→ Record extracts
******
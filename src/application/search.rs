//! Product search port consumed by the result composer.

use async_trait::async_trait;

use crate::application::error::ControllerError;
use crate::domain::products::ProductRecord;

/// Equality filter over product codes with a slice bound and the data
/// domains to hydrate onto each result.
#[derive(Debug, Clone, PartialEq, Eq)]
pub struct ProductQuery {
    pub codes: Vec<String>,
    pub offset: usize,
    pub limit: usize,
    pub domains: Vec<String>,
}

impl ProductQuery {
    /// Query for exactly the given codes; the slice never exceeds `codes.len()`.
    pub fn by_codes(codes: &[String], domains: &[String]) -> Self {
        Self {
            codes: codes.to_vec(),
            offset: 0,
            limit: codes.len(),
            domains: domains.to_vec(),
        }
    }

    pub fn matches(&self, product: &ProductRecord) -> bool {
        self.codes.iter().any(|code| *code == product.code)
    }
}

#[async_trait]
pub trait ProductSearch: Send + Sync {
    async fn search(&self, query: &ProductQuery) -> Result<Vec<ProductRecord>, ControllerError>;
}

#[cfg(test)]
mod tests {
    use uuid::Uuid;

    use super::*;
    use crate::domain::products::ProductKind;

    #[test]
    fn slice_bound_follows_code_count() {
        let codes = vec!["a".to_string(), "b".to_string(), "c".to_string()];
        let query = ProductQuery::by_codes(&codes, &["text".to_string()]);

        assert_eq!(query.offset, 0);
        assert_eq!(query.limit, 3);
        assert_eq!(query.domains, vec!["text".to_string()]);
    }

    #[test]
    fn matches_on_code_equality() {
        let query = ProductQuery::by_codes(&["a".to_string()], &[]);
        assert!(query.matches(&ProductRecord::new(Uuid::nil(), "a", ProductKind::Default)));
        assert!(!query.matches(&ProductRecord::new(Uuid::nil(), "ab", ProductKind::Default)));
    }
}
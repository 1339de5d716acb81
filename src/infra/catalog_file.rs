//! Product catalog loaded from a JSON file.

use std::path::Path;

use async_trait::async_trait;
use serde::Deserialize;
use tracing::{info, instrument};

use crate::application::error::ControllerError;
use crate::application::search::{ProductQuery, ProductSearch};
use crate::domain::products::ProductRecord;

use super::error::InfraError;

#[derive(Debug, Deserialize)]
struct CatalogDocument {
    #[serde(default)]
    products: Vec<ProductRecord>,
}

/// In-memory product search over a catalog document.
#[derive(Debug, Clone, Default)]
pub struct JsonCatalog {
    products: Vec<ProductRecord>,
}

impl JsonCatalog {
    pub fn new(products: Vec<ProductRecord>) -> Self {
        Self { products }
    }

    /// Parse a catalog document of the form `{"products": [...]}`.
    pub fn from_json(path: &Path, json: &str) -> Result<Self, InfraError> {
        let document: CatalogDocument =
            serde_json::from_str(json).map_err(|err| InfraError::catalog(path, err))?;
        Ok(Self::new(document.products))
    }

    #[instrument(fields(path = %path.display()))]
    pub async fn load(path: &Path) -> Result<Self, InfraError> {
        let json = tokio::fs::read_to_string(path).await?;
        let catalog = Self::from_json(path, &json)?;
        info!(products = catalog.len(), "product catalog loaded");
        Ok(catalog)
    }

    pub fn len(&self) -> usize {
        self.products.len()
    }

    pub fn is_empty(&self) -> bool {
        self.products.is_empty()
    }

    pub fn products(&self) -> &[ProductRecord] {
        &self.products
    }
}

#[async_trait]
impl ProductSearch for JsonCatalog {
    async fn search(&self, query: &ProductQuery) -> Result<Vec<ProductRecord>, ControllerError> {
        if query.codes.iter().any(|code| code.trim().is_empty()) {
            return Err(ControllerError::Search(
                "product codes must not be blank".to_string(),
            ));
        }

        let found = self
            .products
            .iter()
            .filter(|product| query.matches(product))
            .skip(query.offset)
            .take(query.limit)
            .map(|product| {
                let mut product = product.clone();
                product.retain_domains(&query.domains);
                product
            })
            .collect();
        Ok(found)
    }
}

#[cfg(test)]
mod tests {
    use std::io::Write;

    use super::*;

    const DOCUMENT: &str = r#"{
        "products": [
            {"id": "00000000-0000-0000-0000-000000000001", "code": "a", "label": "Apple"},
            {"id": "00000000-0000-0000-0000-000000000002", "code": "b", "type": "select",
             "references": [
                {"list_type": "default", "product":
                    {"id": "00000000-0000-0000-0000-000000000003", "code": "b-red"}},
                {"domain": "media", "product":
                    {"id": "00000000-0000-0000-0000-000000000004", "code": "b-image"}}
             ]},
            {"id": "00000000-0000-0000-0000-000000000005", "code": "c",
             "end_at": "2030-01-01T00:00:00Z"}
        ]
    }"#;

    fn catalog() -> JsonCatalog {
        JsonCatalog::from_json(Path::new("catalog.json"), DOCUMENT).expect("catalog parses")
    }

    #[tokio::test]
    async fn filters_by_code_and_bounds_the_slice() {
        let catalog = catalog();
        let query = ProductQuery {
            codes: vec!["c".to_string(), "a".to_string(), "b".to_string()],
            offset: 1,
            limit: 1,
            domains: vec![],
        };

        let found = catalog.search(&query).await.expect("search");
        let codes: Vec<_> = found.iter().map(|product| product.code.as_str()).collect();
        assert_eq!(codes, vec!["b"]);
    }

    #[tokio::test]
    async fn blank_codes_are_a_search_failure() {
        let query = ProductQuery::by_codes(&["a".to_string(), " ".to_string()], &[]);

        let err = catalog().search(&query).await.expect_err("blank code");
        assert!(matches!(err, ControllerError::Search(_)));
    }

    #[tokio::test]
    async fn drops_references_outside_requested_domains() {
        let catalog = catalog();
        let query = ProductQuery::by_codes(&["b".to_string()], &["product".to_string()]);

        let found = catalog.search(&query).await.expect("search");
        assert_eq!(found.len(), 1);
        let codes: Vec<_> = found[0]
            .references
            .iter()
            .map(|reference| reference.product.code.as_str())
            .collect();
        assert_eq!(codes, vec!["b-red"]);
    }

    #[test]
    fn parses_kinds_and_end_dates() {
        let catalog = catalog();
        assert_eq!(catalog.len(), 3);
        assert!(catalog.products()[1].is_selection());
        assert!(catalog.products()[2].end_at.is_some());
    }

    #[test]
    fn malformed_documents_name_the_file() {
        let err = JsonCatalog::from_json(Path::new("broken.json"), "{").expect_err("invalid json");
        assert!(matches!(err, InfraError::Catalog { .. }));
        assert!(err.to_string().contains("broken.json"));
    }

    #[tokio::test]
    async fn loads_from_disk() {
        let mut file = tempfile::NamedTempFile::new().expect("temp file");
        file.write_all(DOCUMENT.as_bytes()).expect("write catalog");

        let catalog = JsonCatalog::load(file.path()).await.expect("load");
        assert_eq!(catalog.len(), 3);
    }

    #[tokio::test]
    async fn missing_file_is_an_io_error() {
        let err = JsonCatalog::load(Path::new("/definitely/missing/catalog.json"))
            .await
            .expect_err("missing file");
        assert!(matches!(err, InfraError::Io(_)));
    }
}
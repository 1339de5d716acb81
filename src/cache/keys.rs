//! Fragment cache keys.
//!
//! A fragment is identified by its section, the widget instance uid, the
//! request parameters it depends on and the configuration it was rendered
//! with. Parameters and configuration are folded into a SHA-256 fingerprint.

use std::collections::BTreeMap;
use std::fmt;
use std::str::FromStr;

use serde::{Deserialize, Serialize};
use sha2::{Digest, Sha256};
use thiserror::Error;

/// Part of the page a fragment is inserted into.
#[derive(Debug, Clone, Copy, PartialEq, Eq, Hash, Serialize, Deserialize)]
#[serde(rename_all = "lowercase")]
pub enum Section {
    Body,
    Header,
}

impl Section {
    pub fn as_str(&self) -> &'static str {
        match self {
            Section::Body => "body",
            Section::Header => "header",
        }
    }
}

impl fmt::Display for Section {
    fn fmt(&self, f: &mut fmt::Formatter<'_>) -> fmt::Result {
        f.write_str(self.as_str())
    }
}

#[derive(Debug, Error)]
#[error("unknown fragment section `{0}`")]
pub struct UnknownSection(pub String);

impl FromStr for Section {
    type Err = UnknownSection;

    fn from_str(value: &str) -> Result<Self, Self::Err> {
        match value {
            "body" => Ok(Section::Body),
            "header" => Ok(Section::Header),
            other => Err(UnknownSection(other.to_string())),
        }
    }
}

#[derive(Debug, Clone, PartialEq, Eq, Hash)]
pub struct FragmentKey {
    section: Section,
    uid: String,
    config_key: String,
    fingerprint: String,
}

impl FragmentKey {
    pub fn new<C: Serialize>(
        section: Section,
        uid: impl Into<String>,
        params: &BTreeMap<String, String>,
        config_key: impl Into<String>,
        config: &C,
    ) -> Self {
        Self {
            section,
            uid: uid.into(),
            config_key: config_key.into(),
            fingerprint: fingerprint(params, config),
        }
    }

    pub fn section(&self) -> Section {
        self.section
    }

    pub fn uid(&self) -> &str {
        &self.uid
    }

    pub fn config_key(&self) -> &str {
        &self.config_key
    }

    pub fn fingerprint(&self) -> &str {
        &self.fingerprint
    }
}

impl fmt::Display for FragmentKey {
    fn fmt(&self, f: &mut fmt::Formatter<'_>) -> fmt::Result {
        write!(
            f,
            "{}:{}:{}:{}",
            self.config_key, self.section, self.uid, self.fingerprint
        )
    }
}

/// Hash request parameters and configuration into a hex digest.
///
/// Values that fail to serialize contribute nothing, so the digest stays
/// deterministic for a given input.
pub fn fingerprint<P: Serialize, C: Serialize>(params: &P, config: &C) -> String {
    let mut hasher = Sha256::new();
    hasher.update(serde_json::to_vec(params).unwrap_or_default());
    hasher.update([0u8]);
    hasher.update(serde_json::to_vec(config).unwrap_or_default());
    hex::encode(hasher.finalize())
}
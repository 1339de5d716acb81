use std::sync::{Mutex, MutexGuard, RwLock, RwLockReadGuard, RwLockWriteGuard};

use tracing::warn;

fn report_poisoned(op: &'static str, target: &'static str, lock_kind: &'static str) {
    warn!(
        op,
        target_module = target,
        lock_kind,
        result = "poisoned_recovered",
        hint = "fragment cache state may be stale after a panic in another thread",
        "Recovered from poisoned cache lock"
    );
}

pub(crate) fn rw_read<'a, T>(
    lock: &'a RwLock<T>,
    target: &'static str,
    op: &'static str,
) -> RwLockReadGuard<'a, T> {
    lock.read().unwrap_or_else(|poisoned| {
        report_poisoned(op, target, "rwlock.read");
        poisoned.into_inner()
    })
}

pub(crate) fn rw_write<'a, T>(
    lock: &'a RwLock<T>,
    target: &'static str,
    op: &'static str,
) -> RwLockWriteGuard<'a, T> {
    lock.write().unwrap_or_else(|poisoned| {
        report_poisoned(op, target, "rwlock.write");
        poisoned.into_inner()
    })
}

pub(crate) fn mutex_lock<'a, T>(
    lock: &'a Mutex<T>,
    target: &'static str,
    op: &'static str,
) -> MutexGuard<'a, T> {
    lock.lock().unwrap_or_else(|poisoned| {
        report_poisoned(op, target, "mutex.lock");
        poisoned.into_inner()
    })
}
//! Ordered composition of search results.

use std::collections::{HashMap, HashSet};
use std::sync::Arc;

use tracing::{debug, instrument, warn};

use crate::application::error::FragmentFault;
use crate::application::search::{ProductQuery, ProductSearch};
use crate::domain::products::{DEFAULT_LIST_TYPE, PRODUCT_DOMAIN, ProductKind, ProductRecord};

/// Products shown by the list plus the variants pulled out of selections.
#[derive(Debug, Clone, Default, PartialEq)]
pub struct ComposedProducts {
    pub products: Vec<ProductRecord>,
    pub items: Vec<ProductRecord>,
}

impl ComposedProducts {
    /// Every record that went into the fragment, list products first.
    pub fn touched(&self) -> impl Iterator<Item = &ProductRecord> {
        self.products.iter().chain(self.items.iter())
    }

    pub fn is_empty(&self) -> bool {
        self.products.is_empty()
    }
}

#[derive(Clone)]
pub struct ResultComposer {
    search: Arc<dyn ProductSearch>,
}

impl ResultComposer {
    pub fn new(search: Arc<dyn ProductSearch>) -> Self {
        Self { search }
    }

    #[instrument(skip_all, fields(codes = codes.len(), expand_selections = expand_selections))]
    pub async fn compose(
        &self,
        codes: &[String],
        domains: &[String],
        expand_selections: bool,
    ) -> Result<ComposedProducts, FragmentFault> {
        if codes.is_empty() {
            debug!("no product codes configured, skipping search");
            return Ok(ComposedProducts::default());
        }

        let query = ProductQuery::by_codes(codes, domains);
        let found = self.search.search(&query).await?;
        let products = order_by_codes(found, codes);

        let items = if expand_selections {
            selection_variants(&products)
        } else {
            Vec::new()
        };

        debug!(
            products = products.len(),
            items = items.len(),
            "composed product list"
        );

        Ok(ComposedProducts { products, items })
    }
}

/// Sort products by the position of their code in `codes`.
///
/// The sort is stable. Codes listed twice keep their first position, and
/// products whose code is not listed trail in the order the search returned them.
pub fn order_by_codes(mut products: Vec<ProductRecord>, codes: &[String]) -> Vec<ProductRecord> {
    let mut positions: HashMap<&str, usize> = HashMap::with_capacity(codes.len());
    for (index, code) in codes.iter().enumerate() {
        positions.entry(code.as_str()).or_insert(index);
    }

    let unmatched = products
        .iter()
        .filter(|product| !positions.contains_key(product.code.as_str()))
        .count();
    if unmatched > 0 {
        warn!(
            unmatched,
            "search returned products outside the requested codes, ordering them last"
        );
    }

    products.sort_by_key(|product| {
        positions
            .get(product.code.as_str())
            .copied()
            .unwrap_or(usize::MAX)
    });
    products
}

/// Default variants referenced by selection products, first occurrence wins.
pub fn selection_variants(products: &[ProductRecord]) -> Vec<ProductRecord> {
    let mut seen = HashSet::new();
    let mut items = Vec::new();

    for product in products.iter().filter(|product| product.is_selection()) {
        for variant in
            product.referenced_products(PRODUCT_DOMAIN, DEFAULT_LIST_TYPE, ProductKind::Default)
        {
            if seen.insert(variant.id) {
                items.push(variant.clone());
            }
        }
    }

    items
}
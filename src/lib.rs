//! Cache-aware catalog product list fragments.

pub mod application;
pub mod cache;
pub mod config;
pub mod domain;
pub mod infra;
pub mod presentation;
******
Please give an exact restatement of only the lines from the beginning of the material above to the line with "use uuid::Uuid;", inclusive.

→ Answer box
filename src/application/search.rs
//! Product search port consumed by the result composer.

use async_trait::async_trait;

use crate::application::error::ControllerError;
use crate::domain::products::ProductRecord;

/// Equality filter over product codes with a slice bound and the data
/// domains to hydrate onto each result.
#[derive(Debug, Clone, PartialEq, Eq)]
pub struct ProductQuery {
    pub codes: Vec<String>,
    pub offset: usize,
    pub limit: usize,
    pub domains: Vec<String>,
}

impl ProductQuery {
    /// Query for exactly the given codes; the slice never exceeds `codes.len()`.
    pub fn by_codes(codes: &[String], domains: &[String]) -> Self {
        Self {
            codes: codes.to_vec(),
            offset: 0,
            limit: codes.len(),
            domains: domains.to_vec(),
        }
    }

    pub fn matches(&self, product: &ProductRecord) -> bool {
        self.codes.iter().any(|code| *code == product.code)
    }
}

#[async_trait]
pub trait ProductSearch: Send + Sync {
    async fn search(&self, query: &ProductQuery) -> Result<Vec<ProductRecord>, ControllerError>;
}

#[cfg(test)]
mod tests {
    use uuid::Uuid;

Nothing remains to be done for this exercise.